Reading Tony Blair's speech to the Communion and Liberation meeting in Rimini, in which he comments approvingly on Caritas in Veritate and talks of Faith in much the same way that Encyclical does, I can't help rubbing my eyes, thinking: "Imagine him saying this when he was Prime Minister".

Maybe you need to be British to get this. But go on. Try reading the speech imagining Blair was still at No. 10, and saying things such as: "In seeking this path of Truth, lit by God's Love and paved by God's Grace, the Church can be the insistent spiritual voice that makes globalisation our servant, not our master."

The boorish right-wing press in the UK can't handle the idea of the former prime minister as a committed Catholic quoting the Pope, so the Telegraph and the Mail -- almost the same newspapers since the execs of the latter took over the former -- are reporting only the least interesting part of Blair's speech: his reasons for becoming Catholic, which add nothing to what we already knew. (And the Mail even invents the idea that Blair's wife Cherie "drove" him into the Church.)
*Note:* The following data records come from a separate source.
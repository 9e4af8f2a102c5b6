mod common;

use snapshot_store::{FileBasedSnapshotStoreFactory, SnapshotId};

#[tokio::test]
async fn basic_receive_and_persist() {
    let (_sender_dir, chunks) = common::sender_chunks(1, 0, &[("file1.txt", "This is the content")]).await;

    let receiver_dir = tempfile::tempdir().unwrap();
    let factory = FileBasedSnapshotStoreFactory::new("receiver", receiver_dir.path());
    let store = factory.create_receivable_snapshot_store(0).unwrap();

    let received = store.new_received_snapshot(SnapshotId::new(1, 0, 0, 0)).await;
    for chunk in chunks {
        assert!(received.apply(chunk).await);
    }
    let persisted = received.persist().await.unwrap();

    assert_eq!(persisted.id(), SnapshotId::new(1, 0, 0, 0));

    let snapshots_dir = receiver_dir.path().join("partition-0").join("snapshots");
    let entries: Vec<_> = std::fs::read_dir(&snapshots_dir)
        .unwrap()
        .map(|e| e.unwrap().file_name().to_string_lossy().into_owned())
        .collect();
    assert_eq!(entries, vec!["1-0-0-0".to_string()]);

    let snapshot_dir = snapshots_dir.join("1-0-0-0");
    assert_eq!(
        std::fs::read_to_string(snapshot_dir.join("file1.txt")).unwrap(),
        "This is the content"
    );
    assert!(snapshot_dir.join("1-0-0-0.checksum").exists());

    let pending_dir = receiver_dir.path().join("partition-0").join("pending");
    let pending_entries: Vec<_> = std::fs::read_dir(&pending_dir).unwrap().collect();
    assert!(pending_entries.is_empty());
}

#[tokio::test]
async fn replace_on_next_snapshot() {
    let receiver_dir = tempfile::tempdir().unwrap();
    let factory = FileBasedSnapshotStoreFactory::new("receiver", receiver_dir.path());
    let store = factory.create_receivable_snapshot_store(0).unwrap();

    let (_dir1, chunks1) = common::sender_chunks(1, 0, &[("a.txt", "first")]).await;
    let received1 = store.new_received_snapshot(SnapshotId::new(1, 0, 0, 0)).await;
    for chunk in chunks1 {
        assert!(received1.apply(chunk).await);
    }
    let first = received1.persist().await.unwrap();
    assert_eq!(first.id(), SnapshotId::new(1, 0, 0, 0));

    let (_dir2, chunks2) = common::sender_chunks(2, 0, &[("b.txt", "second")]).await;
    let received2 = store.new_received_snapshot(SnapshotId::new(2, 0, 0, 0)).await;
    for chunk in chunks2 {
        assert!(received2.apply(chunk).await);
    }
    let second = received2.persist().await.unwrap();
    assert_eq!(second.id(), SnapshotId::new(2, 0, 0, 0));

    let snapshots_dir = receiver_dir.path().join("partition-0").join("snapshots");
    let mut entries: Vec<_> = std::fs::read_dir(&snapshots_dir)
        .unwrap()
        .map(|e| e.unwrap().file_name().to_string_lossy().into_owned())
        .collect();
    entries.sort();
    assert_eq!(entries, vec!["2-0-0-0".to_string()]);

    let pending_dir = receiver_dir.path().join("partition-0").join("pending");
    assert!(std::fs::read_dir(&pending_dir).unwrap().next().is_none());

    assert_eq!(
        store.current_snapshot().await.unwrap().id(),
        SnapshotId::new(2, 0, 0, 0)
    );
}

#[tokio::test]
async fn fsync_can_be_disabled_for_tests() {
    let receiver_dir = tempfile::tempdir().unwrap();
    let factory =
        FileBasedSnapshotStoreFactory::new_without_fsync("receiver", receiver_dir.path());
    let store = factory.create_receivable_snapshot_store(0).unwrap();

    let (_sender_dir, chunks) = common::sender_chunks(1, 0, &[("state", "v1")]).await;
    let received = store.new_received_snapshot(SnapshotId::new(1, 0, 0, 0)).await;
    for chunk in chunks {
        assert!(received.apply(chunk).await);
    }
    let persisted = received.persist().await.unwrap();
    assert_eq!(persisted.id(), SnapshotId::new(1, 0, 0, 0));
}
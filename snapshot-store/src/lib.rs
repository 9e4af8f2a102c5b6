//! Snapshot transfer and persistence engine for a partitioned workflow
//! broker.
//!
//! # Data formats
//!
//! A snapshot is an opaque directory of application-defined state files,
//! named by its canonical [`SnapshotId`] (see [`metadata`]). Every file in a
//! committed snapshot directory participates in a single aggregate CRC32C
//! checksum, stored in a `<id>.checksum` sidecar next to it.
//!
//! Snapshots arrive either locally, as a [`TransientSnapshot`] populated by
//! a synchronous writer callback, or remotely, as a [`ReceivedSnapshot`]
//! populated chunk-by-chunk over an unspecified transport (see [`chunk`]).
//! Both become an immutable [`PersistedSnapshot`] on successful promotion.
//!
//! # On-disk layout
//!
//! ```text
//! <partition-root>/
//!   snapshots/
//!     <id>/
//!       <state files...>
//!       <id>.checksum
//!   pending/
//!     <id>-<seq>/
//!       <chunk files...>
//! ```
//!
//! Writes are never made directly under `snapshots/`; a pending directory
//! is always populated first, then atomically renamed in by
//! [`layout::Layout::commit`]. This is the only mechanism that can make a
//! new snapshot visible, so a crash at any point leaves `snapshots/` holding
//! either the previous committed snapshot or the new one, never a partial
//! write.
//!
//! # Concurrency
//!
//! All mutating operations on a [`SnapshotStore`](store::StoreHandle) are
//! dispatched onto a single task per partition (see [`store`]), so nothing
//! in this crate runs concurrently with itself for a given store. Two
//! receivers racing to persist the same id converge on exactly one
//! committed directory: whichever rename lands first wins, and the loser
//! detects the winner and discards its own pending copy.

pub mod checksum;
pub mod chunk;
pub mod config;
pub mod error;
pub mod factory;
pub mod fs_helpers;
pub mod layout;
pub mod metadata;
pub mod persisted;
pub mod received;
pub mod store;
pub mod transient;
pub mod views;

pub use chunk::Chunk;
pub use config::{FsyncLevel, SnapshotStoreConfig};
pub use error::{Result, SnapshotError};
pub use factory::FileBasedSnapshotStoreFactory;
pub use metadata::SnapshotId;
pub use persisted::{PersistedSnapshot, PersistedSnapshotListener};
pub use received::ReceivedSnapshot;
pub use transient::TransientSnapshot;
pub use views::{ConstructableSnapshotStore, ReceivableSnapshotStore};
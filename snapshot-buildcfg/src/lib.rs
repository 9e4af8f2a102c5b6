//! Exports configuration data from the build system.

pub const SNAPSHOT_STORE_PKG_VERSION: &str = env!("CARGO_PKG_VERSION");

/// Default run-directory convention for a broker node; the bootstrap layer
/// (out of scope here) is expected to pass the real partition root in.
pub const DEFAULT_RUN_DIR: &str = "/run/workflow-broker";

/// Name of the committed-snapshots directory under a partition root.
pub const SNAPSHOTS_DIR: &str = "snapshots";

/// Name of the in-flight pending-reception directory under a partition root.
pub const PENDING_DIR: &str = "pending";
It takes the secular, left-leaning Guardian to detect the really interesting element of Blair's speech -- the importance of a strong faith presence in public life -- which the right-wing press desperately tries to erase.

A snip from the speech:

Here is the point. Too often religion is seen as a source of conflict and division. It is this manifestation that allows the aggressive secularism in part of the West to gain traction. Show instead how Faith is standing up for justice, for solidarity across peoples and nations, and how it is doing so with those of other Faiths and we show the true face of God’s love, mercy and compassion.This is surely the role of Faith in modern times. To do what it alone can do. To achieve what neither a person, nor a state, nor a community, on their own or even together, can achieve. To represent God’s Truth, not limited by human frailty, or by the interests of the state or by the transient mores of a community, however well intentioned; but to let that Truth bestow on us humility, love of neighbour, and the true knowledge that indeed passes all understanding.